After exchanging hugs and How-are-yous, the two shared what they knew about the center closing. “When I heard that they were gonna sell it, I was disheartened to the core,” Mama West said, taking off her leopard print sunglasses. “I can’t even imagine this community without the center. Some places you should not touch.”

“They wanna do a high-rise,” said Acevedo. “That’s why we’re gonna fight!”

“Well, how’re you gonna fight it if it’s already sold?”

“Nah, we can fight it.”

“Oh, you gotta fight big! This is a shame!” said Mama West. Then she pointed at Acevedo. “This is a fighter here.”

Children’s Aid East Harlem Center on E 101st Street and Lexington Avenue (Jennifer Kang/NYCityLens)

Most of Acevedo’s childhood memories, like pillow fights at sleepovers and water fights at block parties, are from Children’s Aid.
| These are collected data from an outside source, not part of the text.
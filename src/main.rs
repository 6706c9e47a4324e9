//! Demo: echo traffic between two simulated hosts over a bad link.
//!
//! Run with `RUST_LOG=debug` to watch the handshake, retransmissions
//! and duplicate suppression at work.

use std::net::Ipv4Addr;

use clap::Parser;

use rdt_transport::{Network, RdtError, RdtProtocol, SimulatorConfig};

/// Round-trips a batch of messages between two simulated hosts over a
/// link that corrupts and drops frames.
#[derive(Debug, Parser)]
#[command(author, version, about)]
struct Args {
    /// Probability that the link drops a frame.
    #[arg(long, default_value_t = 0.05)]
    loss_rate: f64,

    /// Probability that the link corrupts a frame.
    #[arg(long, default_value_t = 0.1)]
    corrupt_rate: f64,

    /// Seed for the link's fault pattern.
    #[arg(long, default_value_t = 7)]
    seed: u64,

    /// Number of messages the client sends.
    #[arg(long, default_value_t = 8)]
    messages: usize,

    /// Server port on the first host.
    #[arg(long, default_value_t = 5000)]
    port: u16,
}

#[tokio::main]
async fn main() -> anyhow::Result<()> {
    env_logger::init();
    let args = Args::parse();

    let net = Network::new(SimulatorConfig {
        loss_rate: args.loss_rate,
        corrupt_rate: args.corrupt_rate,
        seed: args.seed,
    });
    let server_host = net.add_host(Ipv4Addr::new(10, 0, 0, 1));
    let client_host = net.add_host(Ipv4Addr::new(10, 0, 0, 2));
    let server_proto = RdtProtocol::register(&server_host);
    let client_proto = RdtProtocol::register(&client_host);

    let server_addr = server_host.addr();
    let port = args.port;
    let count = args.messages;

    // Echo server: accept one connection, bounce every message back.
    let server = tokio::spawn(async move {
        let mut listener = server_proto.socket();
        listener.bind(port)?;
        listener.listen()?;
        let (mut conn, peer) = listener.accept().await?;
        log::info!("[demo] server: connection from {}:{}", peer.0, peer.1);
        for _ in 0..count {
            let msg = conn.recv(1024).await;
            conn.send(&msg).await?;
        }
        Ok::<_, RdtError>(())
    });

    let client = tokio::spawn(async move {
        let mut sock = client_proto.socket();
        sock.connect((server_addr, port)).await?;
        for i in 0..count {
            let msg = format!("message {i}");
            sock.send(msg.as_bytes()).await?;
            let echo = sock.recv(1024).await;
            println!("echo {i}: {}", String::from_utf8_lossy(&echo));
        }
        Ok::<_, RdtError>(())
    });

    client.await??;
    server.await??;

    let stats = net.stats();
    println!(
        "link: {} transmitted, {} delivered, {} corrupted, {} lost",
        stats.transmitted(),
        stats.delivered(),
        stats.corrupted(),
        stats.lost()
    );
    Ok(())
}
//! In-process network simulator.
//!
//! A [`Network`] connects a set of [`Host`]s addressed by IPv4 address.
//! Each host owns one inbound FIFO; a dedicated task drains it and
//! hands every frame to the protocol registered for the frame's
//! protocol number. Frames for a given destination are delivered in
//! transmit order and at most once, so the only faults the link
//! injects are the configured ones:
//!
//!   * loss: a frame is dropped outright with probability `loss_rate`
//!   * corruption: one bit of the frame is flipped with probability
//!     `corrupt_rate`
//!
//! Both draws come from a single seeded RNG, so a run with a fixed
//! seed replays the same fault pattern.

use std::collections::HashMap;
use std::net::Ipv4Addr;
use std::sync::atomic::{AtomicU64, Ordering};
use std::sync::{Arc, Mutex};

use rand::rngs::StdRng;
use rand::{Rng, SeedableRng};
use tokio::sync::mpsc;

/// A protocol module that can be attached to a [`Host`].
///
/// `input` is called from the host's delivery task, one frame at a
/// time, and must not block.
pub trait Transport: Send + Sync {
    /// Protocol number this transport claims on the host.
    fn proto_id(&self) -> u8;

    /// Handles one inbound frame from `src`.
    fn input(&self, frame: &[u8], src: Ipv4Addr);
}

/// Fault model and seed for a [`Network`].
#[derive(Debug, Clone)]
pub struct SimulatorConfig {
    /// Probability that a frame is dropped, in `0.0..=1.0`.
    pub loss_rate: f64,
    /// Probability that a frame is corrupted, in `0.0..=1.0`.
    pub corrupt_rate: f64,
    /// Seed for the fault RNG.
    pub seed: u64,
}

impl Default for SimulatorConfig {
    /// A transparent link: nothing lost, nothing corrupted.
    fn default() -> SimulatorConfig {
        SimulatorConfig {
            loss_rate: 0.0,
            corrupt_rate: 0.0,
            seed: 0,
        }
    }
}

/// Counters for everything the link has done so far.
#[derive(Debug, Default)]
pub struct SimStats {
    transmitted: AtomicU64,
    corrupted: AtomicU64,
    lost: AtomicU64,
    delivered: AtomicU64,
}

impl SimStats {
    /// Frames handed to the link for delivery.
    pub fn transmitted(&self) -> u64 {
        self.transmitted.load(Ordering::Relaxed)
    }

    /// Frames that had a bit flipped in transit.
    pub fn corrupted(&self) -> u64 {
        self.corrupted.load(Ordering::Relaxed)
    }

    /// Frames dropped by the link.
    pub fn lost(&self) -> u64 {
        self.lost.load(Ordering::Relaxed)
    }

    /// Frames that reached a host's inbound queue.
    pub fn delivered(&self) -> u64 {
        self.delivered.load(Ordering::Relaxed)
    }
}

/// One frame in flight.
struct Datagram {
    proto: u8,
    src: Ipv4Addr,
    frame: Vec<u8>,
}

struct NetworkInner {
    config: SimulatorConfig,
    rng: Mutex<StdRng>,
    inboxes: Mutex<HashMap<Ipv4Addr, mpsc::UnboundedSender<Datagram>>>,
    stats: SimStats,
}

impl NetworkInner {
    /// Runs the fault model over one frame and, if it survives, queues
    /// it on the destination host.
    fn deliver(&self, mut dgram: Datagram, dst: Ipv4Addr) {
        self.stats.transmitted.fetch_add(1, Ordering::Relaxed);
        {
            let mut rng = self.rng.lock().unwrap();
            if rng.random_bool(self.config.loss_rate) {
                self.stats.lost.fetch_add(1, Ordering::Relaxed);
                log::debug!("[sim] {} → {}: frame lost", dgram.src, dst);
                return;
            }
            if !dgram.frame.is_empty() && rng.random_bool(self.config.corrupt_rate) {
                let byte = rng.random_range(0..dgram.frame.len());
                let bit = rng.random_range(0..8);
                dgram.frame[byte] ^= 1 << bit;
                self.stats.corrupted.fetch_add(1, Ordering::Relaxed);
                log::debug!(
                    "[sim] {} → {}: flipped bit {} of byte {} in transit",
                    dgram.src,
                    dst,
                    bit,
                    byte
                );
            }
        }
        let inboxes = self.inboxes.lock().unwrap();
        match inboxes.get(&dst) {
            Some(tx) => {
                // A send only fails once the host task is gone; the
                // frame just vanishes, like any other unroutable one.
                if tx.send(dgram).is_ok() {
                    self.stats.delivered.fetch_add(1, Ordering::Relaxed);
                }
            }
            None => log::debug!("[sim] no host at {}, dropping frame", dst),
        }
    }
}

/// A simulated network segment.
#[derive(Clone)]
pub struct Network {
    inner: Arc<NetworkInner>,
}

impl Network {
    pub fn new(config: SimulatorConfig) -> Network {
        assert!(
            (0.0..=1.0).contains(&config.loss_rate),
            "loss_rate must be within 0.0..=1.0"
        );
        assert!(
            (0.0..=1.0).contains(&config.corrupt_rate),
            "corrupt_rate must be within 0.0..=1.0"
        );
        let rng = StdRng::seed_from_u64(config.seed);
        Network {
            inner: Arc::new(NetworkInner {
                config,
                rng: Mutex::new(rng),
                inboxes: Mutex::new(HashMap::new()),
                stats: SimStats::default(),
            }),
        }
    }

    /// Attaches a host and starts its delivery task. Must be called
    /// from within a tokio runtime. Panics if the address is taken.
    pub fn add_host(&self, addr: Ipv4Addr) -> Host {
        let (tx, mut rx) = mpsc::unbounded_channel::<Datagram>();
        {
            let mut inboxes = self.inner.inboxes.lock().unwrap();
            assert!(
                !inboxes.contains_key(&addr),
                "host address {addr} already in use"
            );
            inboxes.insert(addr, tx);
        }
        let protocols: Arc<Mutex<HashMap<u8, Arc<dyn Transport>>>> =
            Arc::new(Mutex::new(HashMap::new()));
        let task_protocols = protocols.clone();
        tokio::spawn(async move {
            while let Some(dgram) = rx.recv().await {
                let handler = task_protocols.lock().unwrap().get(&dgram.proto).cloned();
                match handler {
                    Some(proto) => proto.input(&dgram.frame, dgram.src),
                    None => log::debug!(
                        "[sim] {}: no transport bound to protocol {:#04x}",
                        addr,
                        dgram.proto
                    ),
                }
            }
        });
        Host {
            addr,
            net: self.inner.clone(),
            protocols,
        }
    }

    /// Link counters, shared by every host on this network.
    pub fn stats(&self) -> &SimStats {
        &self.inner.stats
    }
}

/// One endpoint on the simulated network.
pub struct Host {
    addr: Ipv4Addr,
    net: Arc<NetworkInner>,
    protocols: Arc<Mutex<HashMap<u8, Arc<dyn Transport>>>>,
}

impl Host {
    pub fn addr(&self) -> Ipv4Addr {
        self.addr
    }

    /// Binds a transport to its protocol number on this host,
    /// replacing any previous one.
    pub fn register_protocol(&self, proto: Arc<dyn Transport>) {
        self.protocols.lock().unwrap().insert(proto.proto_id(), proto);
    }

    /// A cheap handle for transmitting from this host. The handle
    /// keeps the network alive, so the `Host` itself may be dropped.
    pub(crate) fn handle(&self) -> HostHandle {
        HostHandle {
            addr: self.addr,
            net: self.net.clone(),
        }
    }
}

/// Transmit-side view of a host, held by protocol modules.
pub(crate) struct HostHandle {
    addr: Ipv4Addr,
    net: Arc<NetworkInner>,
}

impl HostHandle {
    pub(crate) fn addr(&self) -> Ipv4Addr {
        self.addr
    }

    /// Sends one frame toward `dst`. Fire and forget: the fault model
    /// decides what arrives.
    pub(crate) fn transmit(&self, proto: u8, frame: &[u8], dst: Ipv4Addr) {
        self.net.deliver(
            Datagram {
                proto,
                src: self.addr,
                frame: frame.to_vec(),
            },
            dst,
        );
    }
}

// ---------------------------------------------------------------------------
// Tests
// ---------------------------------------------------------------------------

#[cfg(test)]
mod tests {
    use std::time::Duration;

    use super::*;

    /// Records every frame it is handed.
    struct Tap {
        id: u8,
        seen: Mutex<Vec<(Vec<u8>, Ipv4Addr)>>,
    }

    impl Tap {
        fn new(id: u8) -> Arc<Tap> {
            Arc::new(Tap {
                id,
                seen: Mutex::new(Vec::new()),
            })
        }

        fn seen(&self) -> Vec<(Vec<u8>, Ipv4Addr)> {
            self.seen.lock().unwrap().clone()
        }
    }

    impl Transport for Tap {
        fn proto_id(&self) -> u8 {
            self.id
        }

        fn input(&self, frame: &[u8], src: Ipv4Addr) {
            self.seen.lock().unwrap().push((frame.to_vec(), src));
        }
    }

    fn addr(s: &str) -> Ipv4Addr {
        s.parse().unwrap()
    }

    async fn settle() {
        tokio::time::sleep(Duration::from_millis(30)).await;
    }

    #[tokio::test]
    async fn clean_link_delivers_in_order() {
        let net = Network::new(SimulatorConfig::default());
        let a = net.add_host(addr("10.0.0.1"));
        let b = net.add_host(addr("10.0.0.2"));
        let tap = Tap::new(0x42);
        b.register_protocol(tap.clone());

        let handle = a.handle();
        for frame in [b"one".as_slice(), b"two".as_slice(), b"three".as_slice()] {
            handle.transmit(0x42, frame, b.addr());
        }
        settle().await;

        let seen = tap.seen();
        assert_eq!(
            seen,
            vec![
                (b"one".to_vec(), a.addr()),
                (b"two".to_vec(), a.addr()),
                (b"three".to_vec(), a.addr()),
            ]
        );
        assert_eq!(net.stats().transmitted(), 3);
        assert_eq!(net.stats().delivered(), 3);
        assert_eq!(net.stats().lost(), 0);
        assert_eq!(net.stats().corrupted(), 0);
    }

    #[tokio::test]
    async fn full_loss_drops_everything() {
        let net = Network::new(SimulatorConfig {
            loss_rate: 1.0,
            ..SimulatorConfig::default()
        });
        let a = net.add_host(addr("10.0.0.1"));
        let b = net.add_host(addr("10.0.0.2"));
        let tap = Tap::new(0x42);
        b.register_protocol(tap.clone());

        a.handle().transmit(0x42, b"doomed", b.addr());
        settle().await;

        assert!(tap.seen().is_empty());
        assert_eq!(net.stats().lost(), 1);
        assert_eq!(net.stats().delivered(), 0);
    }

    #[tokio::test]
    async fn forced_corruption_flips_a_bit_but_keeps_length() {
        let net = Network::new(SimulatorConfig {
            corrupt_rate: 1.0,
            seed: 3,
            ..SimulatorConfig::default()
        });
        let a = net.add_host(addr("10.0.0.1"));
        let b = net.add_host(addr("10.0.0.2"));
        let tap = Tap::new(0x42);
        b.register_protocol(tap.clone());

        let original = b"payload under test".to_vec();
        a.handle().transmit(0x42, &original, b.addr());
        settle().await;

        let seen = tap.seen();
        assert_eq!(seen.len(), 1);
        assert_eq!(seen[0].0.len(), original.len());
        assert_ne!(seen[0].0, original);
        assert_eq!(net.stats().corrupted(), 1);
    }

    #[tokio::test]
    async fn frames_to_unknown_hosts_vanish() {
        let net = Network::new(SimulatorConfig::default());
        let a = net.add_host(addr("10.0.0.1"));
        a.handle().transmit(0x42, b"nowhere", addr("10.0.0.99"));
        settle().await;
        assert_eq!(net.stats().transmitted(), 1);
        assert_eq!(net.stats().delivered(), 0);
    }

    #[tokio::test]
    async fn frames_route_by_protocol_number() {
        let net = Network::new(SimulatorConfig::default());
        let a = net.add_host(addr("10.0.0.1"));
        let b = net.add_host(addr("10.0.0.2"));
        let tap = Tap::new(0x42);
        b.register_protocol(tap.clone());

        a.handle().transmit(0x41, b"wrong proto", b.addr());
        a.handle().transmit(0x42, b"right proto", b.addr());
        settle().await;

        let seen = tap.seen();
        assert_eq!(seen.len(), 1);
        assert_eq!(seen[0].0, b"right proto");
    }
}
At Christmas time, Children’s Aid offered free family dinners and gifts to every child.

She pulled at her khaki-green Nike windbreaker, which she got as a gift at 14. “This is the official, first jacket that came out that nobody got,” Acevedo said. “I tell my daughter, ‘it’s older than you, baby.”
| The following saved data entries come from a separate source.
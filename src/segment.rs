//! Wire format for RDT segments.
//!
//! Every segment starts with a fixed 20-byte header of five big-endian
//! `u32` fields, followed by the payload (no length field, the payload
//! runs to the end of the frame):
//!
//! ```text
//!  0               4               8               12              16              20
//!  +---------------+---------------+---------------+---------------+---------------+
//!  |   src_port    |   dst_port    |      seq      |     flag      |   checksum    |
//!  +---------------+---------------+---------------+---------------+---------------+
//!  |                                   payload ...                                 |
//!  +-------------------------------------------------------------------------------+
//! ```
//!
//! Ports occupy a full field each even though they fit in 16 bits, and
//! `seq` is a full field even though the protocol only ever uses the
//! values 0 and 1. The checksum is the sum of the other four header
//! fields plus every payload byte, reduced modulo `2^32 - 1`.

use std::fmt;

use thiserror::Error;

/// Size of the fixed segment header in bytes.
pub const HEADER_LEN: usize = 20;

/// Divisor for the additive checksum.
const CHECKSUM_MODULUS: u64 = 0xFFFF_FFFF;

// Byte offsets of the header fields.
const OFF_SRC_PORT: usize = 0;
const OFF_DST_PORT: usize = 4;
const OFF_SEQ: usize = 8;
const OFF_FLAG: usize = 12;
const OFF_CHECKSUM: usize = 16;

/// Segment kind, carried in the `flag` header field.
#[repr(u32)]
#[derive(Debug, Clone, Copy, PartialEq, Eq, Hash)]
pub enum Flag {
    /// Application data, acknowledged per segment.
    Data = 0,
    /// Connection request.
    Syn = 1,
    /// Acceptance of a connection request.
    SynAck = 2,
    /// Acknowledgment of a data segment.
    Ack = 3,
}

impl Flag {
    pub fn from_u32(value: u32) -> Option<Flag> {
        match value {
            0 => Some(Flag::Data),
            1 => Some(Flag::Syn),
            2 => Some(Flag::SynAck),
            3 => Some(Flag::Ack),
            _ => None,
        }
    }

    pub fn to_u32(self) -> u32 {
        self as u32
    }
}

impl fmt::Display for Flag {
    fn fmt(&self, f: &mut fmt::Formatter<'_>) -> fmt::Result {
        let name = match self {
            Flag::Data => "DATA",
            Flag::Syn => "SYN",
            Flag::SynAck => "SYN-ACK",
            Flag::Ack => "ACK",
        };
        write!(f, "{}", name)
    }
}

/// Errors produced while decoding a frame into a [`Segment`].
#[derive(Debug, Error, PartialEq, Eq)]
pub enum SegmentError {
    #[error("frame shorter than the {HEADER_LEN}-byte header ({0} bytes)")]
    Truncated(usize),
    #[error("port field out of range: {0}")]
    PortOutOfRange(u32),
    #[error("unknown flag value: {0}")]
    UnknownFlag(u32),
}

/// Decoded header fields of a segment.
#[derive(Debug, Clone, PartialEq, Eq)]
pub struct SegmentHeader {
    pub src_port: u16,
    pub dst_port: u16,
    pub seq: u32,
    pub flag: Flag,
    pub checksum: u32,
}

/// A full segment: header plus payload.
#[derive(Debug, Clone, PartialEq, Eq)]
pub struct Segment {
    pub header: SegmentHeader,
    pub payload: Vec<u8>,
}

impl Segment {
    /// Builds a segment with the checksum left at zero. [`to_bytes`]
    /// computes the real value when the segment is serialized.
    ///
    /// [`to_bytes`]: Segment::to_bytes
    pub fn new(src_port: u16, dst_port: u16, seq: u32, flag: Flag, payload: Vec<u8>) -> Segment {
        Segment {
            header: SegmentHeader {
                src_port,
                dst_port,
                seq,
                flag,
                checksum: 0,
            },
            payload,
        }
    }

    /// Serializes the segment, computing the checksum over the header
    /// fields and payload.
    pub fn to_bytes(&self) -> Vec<u8> {
        let h = &self.header;
        let sum = checksum(h.src_port, h.dst_port, h.seq, h.flag, &self.payload);
        let mut buf = Vec::with_capacity(HEADER_LEN + self.payload.len());
        buf.extend_from_slice(&(h.src_port as u32).to_be_bytes());
        buf.extend_from_slice(&(h.dst_port as u32).to_be_bytes());
        buf.extend_from_slice(&h.seq.to_be_bytes());
        buf.extend_from_slice(&h.flag.to_u32().to_be_bytes());
        buf.extend_from_slice(&sum.to_be_bytes());
        buf.extend_from_slice(&self.payload);
        buf
    }

    /// Parses a frame. Fails on short frames, ports that do not fit in
    /// 16 bits, and flag values outside the known set. The checksum is
    /// parsed but not verified here, see [`checksum_valid`].
    ///
    /// [`checksum_valid`]: Segment::checksum_valid
    pub fn decode(frame: &[u8]) -> Result<Segment, SegmentError> {
        if frame.len() < HEADER_LEN {
            return Err(SegmentError::Truncated(frame.len()));
        }
        let field = |off: usize| {
            let bytes: [u8; 4] = frame[off..off + 4].try_into().unwrap();
            u32::from_be_bytes(bytes)
        };
        let src_raw = field(OFF_SRC_PORT);
        let dst_raw = field(OFF_DST_PORT);
        let src_port =
            u16::try_from(src_raw).map_err(|_| SegmentError::PortOutOfRange(src_raw))?;
        let dst_port =
            u16::try_from(dst_raw).map_err(|_| SegmentError::PortOutOfRange(dst_raw))?;
        let flag_raw = field(OFF_FLAG);
        let flag = Flag::from_u32(flag_raw).ok_or(SegmentError::UnknownFlag(flag_raw))?;
        Ok(Segment {
            header: SegmentHeader {
                src_port,
                dst_port,
                seq: field(OFF_SEQ),
                flag,
                checksum: field(OFF_CHECKSUM),
            },
            payload: frame[HEADER_LEN..].to_vec(),
        })
    }

    /// True when the stored checksum matches one recomputed from the
    /// decoded fields.
    pub fn checksum_valid(&self) -> bool {
        let h = &self.header;
        h.checksum == checksum(h.src_port, h.dst_port, h.seq, h.flag, &self.payload)
    }
}

/// Additive checksum: header fields plus payload bytes, summed into a
/// `u64` and reduced modulo `2^32 - 1`.
pub fn checksum(src_port: u16, dst_port: u16, seq: u32, flag: Flag, payload: &[u8]) -> u32 {
    let mut sum = src_port as u64 + dst_port as u64 + seq as u64 + flag.to_u32() as u64;
    sum += payload.iter().map(|&b| b as u64).sum::<u64>();
    (sum % CHECKSUM_MODULUS) as u32
}

// ---------------------------------------------------------------------------
// Tests
// ---------------------------------------------------------------------------

#[cfg(test)]
mod tests {
    use super::*;

    fn sample() -> Segment {
        Segment::new(5000, 49200, 1, Flag::Data, b"hello".to_vec())
    }

    #[test]
    fn header_len_matches_layout() {
        let seg = Segment::new(1, 2, 0, Flag::Syn, Vec::new());
        assert_eq!(seg.to_bytes().len(), HEADER_LEN);
    }

    #[test]
    fn fields_are_big_endian_u32() {
        let bytes = Segment::new(0x0102, 0x0304, 1, Flag::Ack, Vec::new()).to_bytes();
        assert_eq!(&bytes[OFF_SRC_PORT..OFF_SRC_PORT + 4], &[0, 0, 1, 2]);
        assert_eq!(&bytes[OFF_DST_PORT..OFF_DST_PORT + 4], &[0, 0, 3, 4]);
        assert_eq!(&bytes[OFF_SEQ..OFF_SEQ + 4], &[0, 0, 0, 1]);
        assert_eq!(&bytes[OFF_FLAG..OFF_FLAG + 4], &[0, 0, 0, 3]);
    }

    #[test]
    fn checksum_known_vector() {
        // 1 + 2 + 1 + 3 + (1 + 2) = 10, well below the modulus.
        assert_eq!(checksum(1, 2, 1, Flag::Ack, &[1, 2]), 10);
    }

    #[test]
    fn checksum_covers_payload() {
        let a = checksum(5000, 5001, 0, Flag::Data, b"abc");
        let b = checksum(5000, 5001, 0, Flag::Data, b"abd");
        assert_ne!(a, b);
    }

    #[test]
    fn roundtrip_preserves_fields_and_payload() {
        let seg = sample();
        let decoded = Segment::decode(&seg.to_bytes()).unwrap();
        assert_eq!(decoded.header.src_port, 5000);
        assert_eq!(decoded.header.dst_port, 49200);
        assert_eq!(decoded.header.seq, 1);
        assert_eq!(decoded.header.flag, Flag::Data);
        assert_eq!(decoded.payload, b"hello");
        assert!(decoded.checksum_valid());
    }

    #[test]
    fn reencoding_a_decoded_segment_is_identical() {
        let bytes = sample().to_bytes();
        let decoded = Segment::decode(&bytes).unwrap();
        assert_eq!(decoded.to_bytes(), bytes);
    }

    #[test]
    fn empty_payload_roundtrips() {
        let seg = Segment::new(1, 2, 0, Flag::Data, Vec::new());
        let decoded = Segment::decode(&seg.to_bytes()).unwrap();
        assert!(decoded.payload.is_empty());
        assert!(decoded.checksum_valid());
    }

    #[test]
    fn bit_flip_invalidates_checksum() {
        let mut bytes = sample().to_bytes();
        bytes[HEADER_LEN + 1] ^= 0x20;
        let decoded = Segment::decode(&bytes).unwrap();
        assert!(!decoded.checksum_valid());
    }

    #[test]
    fn decode_rejects_short_frame() {
        assert_eq!(
            Segment::decode(&[0u8; HEADER_LEN - 1]),
            Err(SegmentError::Truncated(HEADER_LEN - 1))
        );
    }

    #[test]
    fn decode_rejects_oversized_port() {
        let mut bytes = sample().to_bytes();
        bytes[OFF_SRC_PORT] = 0xff;
        assert!(matches!(
            Segment::decode(&bytes),
            Err(SegmentError::PortOutOfRange(_))
        ));
    }

    #[test]
    fn decode_rejects_unknown_flag() {
        let mut bytes = sample().to_bytes();
        bytes[OFF_FLAG + 3] = 9;
        assert_eq!(Segment::decode(&bytes), Err(SegmentError::UnknownFlag(9)));
    }

    #[test]
    fn flag_u32_conversions_invert() {
        for flag in [Flag::Data, Flag::Syn, Flag::SynAck, Flag::Ack] {
            assert_eq!(Flag::from_u32(flag.to_u32()), Some(flag));
        }
        assert_eq!(Flag::from_u32(4), None);
    }
}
The Center even took her to see her first Broadway show, “The Phantom of the Opera,” as well as several art museums and ballet performances. As a result, Acevedo said, she developed a taste for the fine arts. “They told us how to tell apart Picasso from Vincent van Gogh. People are like, ‘see this kid from Spanish Harlem, she knows all this art stuff!’”

Yet the Center was more than just a place to hang out. It trained Acevedo for her career through the Work Readiness program. She learned how to dress for business meetings, network, write resumes, and draft proposals. “It instilled in me that I’m the boss, I can do everything I want,” she said. “The sky’s the limit.”

Acevedo is a guest services agent at Sheraton New York Times Square Hotel, where she started as a housekeeper 14 years ago. Her aspiration is to go back to school for baking and start a dessert shop. Acevedo has wanted to become a chocolatier ever since making sweets at a bake sale for Children’s Aid.

Noel Viruet and Acevedo, posing in front of Children’s Aid East Harlem Center (Jennifer Kang/NYCityLens)

After she finished her pizza, another childhood friend, Noel Viruet, joined Acevedo. The two have known each other since birth. At one time, Acevedo’s mother was his counselor at Children’s Aid.

They made a short stop in front of the Center before heading home. Viruet froze in front of the doors and grew silent. Tears welled up in his eyes.

“Our lives would have been a lot different,” he said after some time. “For those of us that had it hard and were headed in the wrong direction, Children’s Aid was the savior. This is so sad.”